Home / Press Release / Researchers create ‘mini-brains’ to study neurological diseases

Researchers create ‘mini-brains’ to study neurological diseases

Researchers at Johns Hopkins School of Public Health have successfully created mini brains that were grown from induced pluripotent stem cells (IPSCs). These tiny brains are similar to the human brain, and will be used for testing drugs and treatment options for neurological diseases.

The IPSCs are genetically reprogrammed adult cells to an embryonic cell-like state, and are triggered to grow into brain cells. The research team mentioned that the tiny, barely visible groups of human neurons and other cells, imitate some of the functionality and structure of the human brain. The development of these mini brains could be a game changer for neurological research, and the transition towards human cells from animal testing. During an eight week process, these mini-brains form and grow structures on their own.

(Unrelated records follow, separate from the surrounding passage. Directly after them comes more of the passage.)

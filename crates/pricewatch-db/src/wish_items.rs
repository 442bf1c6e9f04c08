//! Database operations for `wish_items`.

use chrono::{DateTime, Utc};
use pricewatch_core::WishItem;
use sqlx::PgPool;

use crate::DbError;

/// A row from the `wish_items` table.
#[derive(Debug, Clone, sqlx::FromRow)]
pub struct WishItemRow {
    pub id: i64,
    pub name: String,
    /// Optional reference link kept for the user; not used for searching.
    pub url: Option<String>,
    pub priority: i32,
    pub created_at: DateTime<Utc>,
}

impl WishItemRow {
    /// The search input the scraper works from: the name is the search term.
    #[must_use]
    pub fn to_wish_item(&self) -> WishItem {
        WishItem::new(self.id, self.name.clone())
    }
}

/// Inserts a wish item and returns the stored row.
///
/// # Errors
///
/// Returns [`DbError::Sqlx`] if the insert fails (including a blank name,
/// which the schema rejects).
pub async fn insert_wish_item(
    pool: &PgPool,
    name: &str,
    url: Option<&str>,
    priority: i32,
) -> Result<WishItemRow, DbError> {
    let row = sqlx::query_as::<_, WishItemRow>(
        "INSERT INTO wish_items (name, url, priority) \
         VALUES ($1, $2, $3) \
         RETURNING id, name, url, priority, created_at",
    )
    .bind(name.trim())
    .bind(url)
    .bind(priority)
    .fetch_one(pool)
    .await?;

    Ok(row)
}

/// Returns every wish item, highest priority first, then oldest first.
///
/// The order is stable for the duration of a batch.
///
/// # Errors
///
/// Returns [`DbError::Sqlx`] if the query fails.
pub async fn list_wish_items(pool: &PgPool) -> Result<Vec<WishItemRow>, DbError> {
    let rows = sqlx::query_as::<_, WishItemRow>(
        "SELECT id, name, url, priority, created_at \
         FROM wish_items \
         ORDER BY priority DESC, id ASC",
    )
    .fetch_all(pool)
    .await?;

    Ok(rows)
}

/// Fetches a single wish item by `id`.
///
/// # Errors
///
/// Returns [`DbError::NotFound`] if no row exists with the given `id`, or
/// [`DbError::Sqlx`] if the query fails.
pub async fn get_wish_item(pool: &PgPool, id: i64) -> Result<WishItemRow, DbError> {
    sqlx::query_as::<_, WishItemRow>(
        "SELECT id, name, url, priority, created_at \
         FROM wish_items \
         WHERE id = $1",
    )
    .bind(id)
    .fetch_optional(pool)
    .await?
    .ok_or(DbError::NotFound)
}
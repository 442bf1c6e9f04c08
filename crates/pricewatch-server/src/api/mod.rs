mod price_history;
mod scrape_runs;
mod wish_items;

use axum::{
    extract::State,
    http::{header, HeaderName, Method, StatusCode},
    response::IntoResponse,
    routing::get,
    Extension, Json, Router,
};
use chrono::{DateTime, Utc};
use serde::Serialize;
use sqlx::PgPool;
use tower::ServiceBuilder;
use tower_http::{cors::CorsLayer, trace::TraceLayer};

use crate::batch::BatchRunner;
use crate::middleware::{request_id, require_bearer_auth, AuthState, RequestId};

#[derive(Clone)]
pub struct AppState {
    pub pool: PgPool,
    pub runner: BatchRunner,
}

#[derive(Debug, Serialize)]
pub struct ApiResponse<T: Serialize> {
    pub data: T,
    pub meta: ResponseMeta,
}

#[derive(Debug, Serialize)]
pub struct ResponseMeta {
    pub request_id: String,
    pub timestamp: DateTime<Utc>,
}

#[derive(Debug, Serialize)]
pub struct ApiError {
    pub error: ErrorBody,
    pub meta: ResponseMeta,
}

#[derive(Debug, Serialize)]
pub struct ErrorBody {
    pub code: String,
    pub message: String,
}

#[derive(Debug, Serialize, PartialEq, Eq)]
struct HealthData {
    status: &'static str,
    database: &'static str,
    batch_running: bool,
}

impl ResponseMeta {
    pub(super) fn new(request_id: String) -> Self {
        Self {
            request_id,
            timestamp: Utc::now(),
        }
    }
}

impl ApiError {
    pub fn new(
        request_id: impl Into<String>,
        code: impl Into<String>,
        message: impl Into<String>,
    ) -> Self {
        Self {
            error: ErrorBody {
                code: code.into(),
                message: message.into(),
            },
            meta: ResponseMeta::new(request_id.into()),
        }
    }
}

impl IntoResponse for ApiError {
    fn into_response(self) -> axum::response::Response {
        let status = match self.error.code.as_str() {
            "not_found" => StatusCode::NOT_FOUND,
            "unauthorized" => StatusCode::UNAUTHORIZED,
            "bad_request" | "validation_error" => StatusCode::BAD_REQUEST,
            "conflict" => StatusCode::CONFLICT,
            _ => StatusCode::INTERNAL_SERVER_ERROR,
        };
        (status, Json(self)).into_response()
    }
}

pub(super) fn normalize_limit(limit: Option<i64>) -> i64 {
    limit.unwrap_or(50).clamp(1, 200)
}

pub(super) fn map_db_error(request_id: String, error: &pricewatch_db::DbError) -> ApiError {
    if matches!(error, pricewatch_db::DbError::NotFound) {
        return ApiError::new(request_id, "not_found", "resource not found");
    }
    tracing::error!(error = %error, "database query failed");
    ApiError::new(request_id, "internal_error", "database query failed")
}

fn build_cors() -> CorsLayer {
    CorsLayer::new()
        .allow_origin(tower_http::cors::Any)
        .allow_methods([Method::GET, Method::POST])
        .allow_headers([
            header::CONTENT_TYPE,
            header::AUTHORIZATION,
            HeaderName::from_static("x-request-id"),
        ])
}

fn protected_router(auth: AuthState) -> Router<AppState> {
    Router::new()
        .route(
            "/api/v1/scrape-runs",
            get(scrape_runs::list_scrape_runs).post(scrape_runs::trigger_scrape_run),
        )
        .route(
            "/api/v1/scrape-runs/{run_id}",
            get(scrape_runs::get_scrape_run),
        )
        .route(
            "/api/v1/price-history",
            get(price_history::list_price_history),
        )
        .route("/api/v1/wish-items", get(wish_items::list_wish_items))
        .layer(axum::middleware::from_fn_with_state(
            auth,
            require_bearer_auth,
        ))
}

pub fn build_app(state: AppState, auth: AuthState) -> Router {
    let public_routes = Router::new().route("/api/v1/health", get(health));

    Router::new()
        .merge(public_routes)
        .merge(protected_router(auth))
        .layer(
            ServiceBuilder::new()
                .layer(TraceLayer::new_for_http())
                .layer(build_cors())
                .layer(axum::middleware::from_fn(request_id)),
        )
        .with_state(state)
}

async fn health(
    State(state): State<AppState>,
    Extension(req_id): Extension<RequestId>,
) -> impl IntoResponse {
    let meta = ResponseMeta::new(req_id.0);
    let batch_running = state.runner.is_running();

    match pricewatch_db::health_check(&state.pool).await {
        Ok(()) => (
            StatusCode::OK,
            Json(ApiResponse {
                data: HealthData {
                    status: "ok",
                    database: "ok",
                    batch_running,
                },
                meta,
            }),
        ),
        Err(e) => {
            tracing::warn!(error = %e, "health check: database unavailable");
            (
                StatusCode::SERVICE_UNAVAILABLE,
                Json(ApiResponse {
                    data: HealthData {
                        status: "degraded",
                        database: "unavailable",
                        batch_running,
                    },
                    meta,
                }),
            )
        }
    }
}


#[cfg(test)]
#[path = "router_test.rs"]
mod router_test;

“We believe that the future of brain research will include less reliance on animals, more reliance on human cell-based models,” said study leader Thomas Hartung, professor of health sciences at the Bloomberg School.

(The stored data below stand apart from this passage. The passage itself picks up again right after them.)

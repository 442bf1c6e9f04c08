use axum::{
    extract::{Path, Query, State},
    http::StatusCode,
    Extension, Json,
};
use chrono::{DateTime, Utc};
use serde::{Deserialize, Serialize};
use uuid::Uuid;

use crate::middleware::RequestId;

use super::{map_db_error, normalize_limit, ApiError, ApiResponse, AppState, ResponseMeta};

#[derive(Debug, Deserialize)]
pub(super) struct ScrapeRunsQuery {
    pub limit: Option<i64>,
}

#[derive(Debug, Serialize)]
pub(super) struct ScrapeRunItem {
    scrape_run_id: Uuid,
    trigger_source: String,
    status: String,
    started_at: Option<DateTime<Utc>>,
    completed_at: Option<DateTime<Utc>>,
    items_processed: i32,
    offers_found: i32,
    failures_count: i32,
    error_message: Option<String>,
    created_at: DateTime<Utc>,
}

impl From<pricewatch_db::ScrapeRunRow> for ScrapeRunItem {
    fn from(row: pricewatch_db::ScrapeRunRow) -> Self {
        Self {
            scrape_run_id: row.public_id,
            trigger_source: row.trigger_source,
            status: row.status,
            started_at: row.started_at,
            completed_at: row.completed_at,
            items_processed: row.items_processed,
            offers_found: row.offers_found,
            failures_count: row.failures_count,
            error_message: row.error_message,
            created_at: row.created_at,
        }
    }
}

#[derive(Debug, Serialize)]
pub(super) struct ScrapeFailureItem {
    wish_item_id: i64,
    site: String,
    kind: String,
    message: Option<String>,
    snapshot_path: Option<String>,
    created_at: DateTime<Utc>,
}

#[derive(Debug, Serialize)]
pub(super) struct ScrapeRunDetail {
    #[serde(flatten)]
    run: ScrapeRunItem,
    failures: Vec<ScrapeFailureItem>,
}

#[derive(Debug, Serialize)]
pub(super) struct TriggeredRun {
    scrape_run_id: Uuid,
    status: String,
}

pub(super) async fn list_scrape_runs(
    State(state): State<AppState>,
    Extension(req_id): Extension<RequestId>,
    Query(query): Query<ScrapeRunsQuery>,
) -> Result<Json<ApiResponse<Vec<ScrapeRunItem>>>, ApiError> {
    let rows = pricewatch_db::list_scrape_runs(&state.pool, normalize_limit(query.limit))
        .await
        .map_err(|e| map_db_error(req_id.0.clone(), &e))?;

    Ok(Json(ApiResponse {
        data: rows.into_iter().map(ScrapeRunItem::from).collect(),
        meta: ResponseMeta::new(req_id.0),
    }))
}

pub(super) async fn get_scrape_run(
    State(state): State<AppState>,
    Extension(req_id): Extension<RequestId>,
    Path(run_id): Path<Uuid>,
) -> Result<Json<ApiResponse<ScrapeRunDetail>>, ApiError> {
    let run = pricewatch_db::get_scrape_run_by_public_id(&state.pool, run_id)
        .await
        .map_err(|e| map_db_error(req_id.0.clone(), &e))?;
    let failures = pricewatch_db::list_scrape_run_failures(&state.pool, run.id)
        .await
        .map_err(|e| map_db_error(req_id.0.clone(), &e))?;

    let failures = failures
        .into_iter()
        .map(|f| ScrapeFailureItem {
            wish_item_id: f.wish_item_id,
            site: f.site,
            kind: f.kind,
            message: f.message,
            snapshot_path: f.snapshot_path,
            created_at: f.created_at,
        })
        .collect();

    Ok(Json(ApiResponse {
        data: ScrapeRunDetail {
            run: run.into(),
            failures,
        },
        meta: ResponseMeta::new(req_id.0),
    }))
}

/// Queues a full-batch scrape and returns immediately with `202 Accepted`.
pub(super) async fn trigger_scrape_run(
    State(state): State<AppState>,
    Extension(req_id): Extension<RequestId>,
) -> Result<(StatusCode, Json<ApiResponse<TriggeredRun>>), ApiError> {
    let run = state
        .runner
        .trigger("api")
        .await
        .map_err(|e| map_db_error(req_id.0.clone(), &e))?
        .ok_or_else(|| {
            ApiError::new(
                req_id.0.clone(),
                "conflict",
                "a scrape batch is already running",
            )
        })?;

    Ok((
        StatusCode::ACCEPTED,
        Json(ApiResponse {
            data: TriggeredRun {
                scrape_run_id: run.public_id,
                status: run.status,
            },
            meta: ResponseMeta::new(req_id.0),
        }),
    ))
}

Hartung added that ninety-five percent of drugs that look promising when tested in animal models fail once they are tested in humans at great expense of time and money. The research could also create a breakthrough in personalized medicine as mini-brains can be grown from the skin samples of any person. It can help in the research on Parkinson’s disease, Alzheimer’s disease, stroke, multiple sclerosis and viral infections. The skin cells of several healthy adults were used to develop the mini-brains.

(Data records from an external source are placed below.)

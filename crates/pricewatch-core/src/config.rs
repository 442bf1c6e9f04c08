use crate::app_config::{AppConfig, Environment, Viewport};
use crate::ConfigError;

/// Desktop Chrome on Windows, matching what Brazilian storefronts serve their
/// regular layout to.
pub const DEFAULT_USER_AGENT: &str = "Mozilla/5.0 (Windows NT 10.0; Win64; x64) \
     AppleWebKit/537.36 (KHTML, like Gecko) Chrome/124.0.0.0 Safari/537.36";

/// Load application configuration from environment variables.
///
/// Calls `dotenvy::dotenv().ok()` to load `.env` files before reading env vars.
///
/// # Errors
///
/// Returns `ConfigError` if required env vars are missing or values are invalid.
pub fn load_app_config() -> Result<AppConfig, ConfigError> {
    dotenvy::dotenv().ok();
    load_app_config_from_env()
}

/// Load application configuration from environment variables already in the process.
///
/// Unlike [`load_app_config`], this does NOT load `.env` files.
///
/// # Errors
///
/// Returns `ConfigError` if required env vars are missing or values are invalid.
pub fn load_app_config_from_env() -> Result<AppConfig, ConfigError> {
    build_app_config(|key| std::env::var(key))
}

/// Build application configuration using the provided env-var lookup function.
///
/// Parsing and validation live here, decoupled from the real environment so
/// tests can drive it with a plain `HashMap`.
fn build_app_config<F>(lookup: F) -> Result<AppConfig, ConfigError>
where
    F: Fn(&str) -> Result<String, std::env::VarError>,
{
    use std::net::SocketAddr;
    use std::path::PathBuf;

    let require = |var: &str| -> Result<String, ConfigError> {
        lookup(var).map_err(|_| ConfigError::MissingEnvVar(var.to_string()))
    };

    let or_default = |var: &str, default: &str| -> String {
        lookup(var).unwrap_or_else(|_| default.to_string())
    };

    let invalid = |var: &str, reason: String| ConfigError::InvalidEnvVar {
        var: var.to_string(),
        reason,
    };

    let parse_u32 = |var: &str, default: &str| -> Result<u32, ConfigError> {
        or_default(var, default)
            .parse::<u32>()
            .map_err(|e| invalid(var, e.to_string()))
    };

    let parse_u64 = |var: &str, default: &str| -> Result<u64, ConfigError> {
        or_default(var, default)
            .parse::<u64>()
            .map_err(|e| invalid(var, e.to_string()))
    };

    let parse_positive_usize = |var: &str, default: &str| -> Result<usize, ConfigError> {
        let value = or_default(var, default)
            .parse::<usize>()
            .map_err(|e| invalid(var, e.to_string()))?;
        if value == 0 {
            return Err(invalid(var, "must be at least 1".to_string()));
        }
        Ok(value)
    };

    let parse_positive_u64 = |var: &str, default: &str| -> Result<u64, ConfigError> {
        let value = parse_u64(var, default)?;
        if value == 0 {
            return Err(invalid(var, "must be at least 1".to_string()));
        }
        Ok(value)
    };

    let parse_bool = |var: &str, default: &str| -> Result<bool, ConfigError> {
        parse_flag(&or_default(var, default)).ok_or_else(|| {
            invalid(
                var,
                "expected one of true/false/1/0/yes/no/on/off".to_string(),
            )
        })
    };

    let database_url = require("DATABASE_URL")?;

    let env = parse_environment(&or_default("PRICEWATCH_ENV", "development"))?;

    let bind_addr = or_default("PRICEWATCH_BIND_ADDR", "0.0.0.0:3000")
        .parse::<SocketAddr>()
        .map_err(|e| invalid("PRICEWATCH_BIND_ADDR", e.to_string()))?;
    let log_level = or_default("PRICEWATCH_LOG_LEVEL", "info");

    let db_max_connections = parse_u32("PRICEWATCH_DB_MAX_CONNECTIONS", "10")?;
    let db_min_connections = parse_u32("PRICEWATCH_DB_MIN_CONNECTIONS", "1")?;
    if db_min_connections > db_max_connections {
        return Err(invalid(
            "PRICEWATCH_DB_MIN_CONNECTIONS",
            format!("must not exceed PRICEWATCH_DB_MAX_CONNECTIONS ({db_max_connections})"),
        ));
    }
    let db_acquire_timeout_secs = parse_u64("PRICEWATCH_DB_ACQUIRE_TIMEOUT_SECS", "10")?;

    let browser_executable = lookup("PRICEWATCH_BROWSER_EXECUTABLE")
        .ok()
        .filter(|s| !s.trim().is_empty())
        .map(PathBuf::from);
    let browser_headless = parse_bool("PRICEWATCH_BROWSER_HEADLESS", "true")?;

    let scraper_user_agent = or_default("PRICEWATCH_SCRAPER_USER_AGENT", DEFAULT_USER_AGENT);
    let scraper_locale = or_default("PRICEWATCH_SCRAPER_LOCALE", "pt-BR");
    let scraper_viewport = parse_viewport(&or_default("PRICEWATCH_SCRAPER_VIEWPORT", "1366x768"))
        .map_err(|reason| invalid("PRICEWATCH_SCRAPER_VIEWPORT", reason))?;
    let scraper_navigation_timeout_secs =
        parse_positive_u64("PRICEWATCH_SCRAPER_NAVIGATION_TIMEOUT_SECS", "30")?;
    let scraper_results_timeout_secs =
        parse_positive_u64("PRICEWATCH_SCRAPER_RESULTS_TIMEOUT_SECS", "15")?;
    let scraper_max_items_per_page =
        parse_positive_usize("PRICEWATCH_SCRAPER_MAX_ITEMS_PER_PAGE", "10")?;
    let scraper_max_concurrent_items =
        parse_positive_usize("PRICEWATCH_SCRAPER_MAX_CONCURRENT_ITEMS", "1")?;

    let diagnostics_dir = PathBuf::from(or_default("PRICEWATCH_DIAGNOSTICS_DIR", "./diagnostics"));
    let diagnostics_enabled = parse_bool("PRICEWATCH_DIAGNOSTICS_ENABLED", "true")?;

    let schedule_cron = or_default("PRICEWATCH_SCHEDULE_CRON", "0 0 6 * * *");
    let schedule_enabled = parse_bool("PRICEWATCH_SCHEDULE_ENABLED", "true")?;

    Ok(AppConfig {
        database_url,
        env,
        bind_addr,
        log_level,
        db_max_connections,
        db_min_connections,
        db_acquire_timeout_secs,
        browser_executable,
        browser_headless,
        scraper_user_agent,
        scraper_locale,
        scraper_viewport,
        scraper_navigation_timeout_secs,
        scraper_results_timeout_secs,
        scraper_max_items_per_page,
        scraper_max_concurrent_items,
        diagnostics_dir,
        diagnostics_enabled,
        schedule_cron,
        schedule_enabled,
    })
}

/// Parse a string into an `Environment` variant.
///
/// # Errors
///
/// Returns [`ConfigError::InvalidEnvVar`] for anything other than
/// `development`, `test`, or `production`.
fn parse_environment(s: &str) -> Result<Environment, ConfigError> {
    match s {
        "development" => Ok(Environment::Development),
        "test" => Ok(Environment::Test),
        "production" => Ok(Environment::Production),
        other => Err(ConfigError::InvalidEnvVar {
            var: "PRICEWATCH_ENV".to_string(),
            reason: format!("unknown environment '{other}'"),
        }),
    }
}

fn parse_flag(s: &str) -> Option<bool> {
    match s.trim().to_ascii_lowercase().as_str() {
        "true" | "1" | "yes" | "on" => Some(true),
        "false" | "0" | "no" | "off" => Some(false),
        _ => None,
    }
}

/// Parses `WIDTHxHEIGHT`, e.g. `1366x768`.
fn parse_viewport(s: &str) -> Result<Viewport, String> {
    let (w, h) = s
        .trim()
        .split_once(['x', 'X'])
        .ok_or_else(|| format!("expected WIDTHxHEIGHT, got '{s}'"))?;
    let width = w.trim().parse::<u32>().map_err(|e| e.to_string())?;
    let height = h.trim().parse::<u32>().map_err(|e| e.to_string())?;
    if width == 0 || height == 0 {
        return Err("viewport dimensions must be non-zero".to_string());
    }
    Ok(Viewport { width, height })
}

#[cfg(test)]
#[path = "config_test.rs"]
mod tests;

These mini-brains measure at 350 micrometers in diameter, about the size of the eye of a housefly, and thousand sof copies can be produced in each batch. During two months of development of the mini-brains, they developed four types of neurons and two types of support cells: oligodendrocytes, which create myelin that helps in the insulation of neurons axons and astrocytes.

Hartung is applying a patent for the mini-brains and hopes to commercially produce them through a company called ORGANOME in 2016.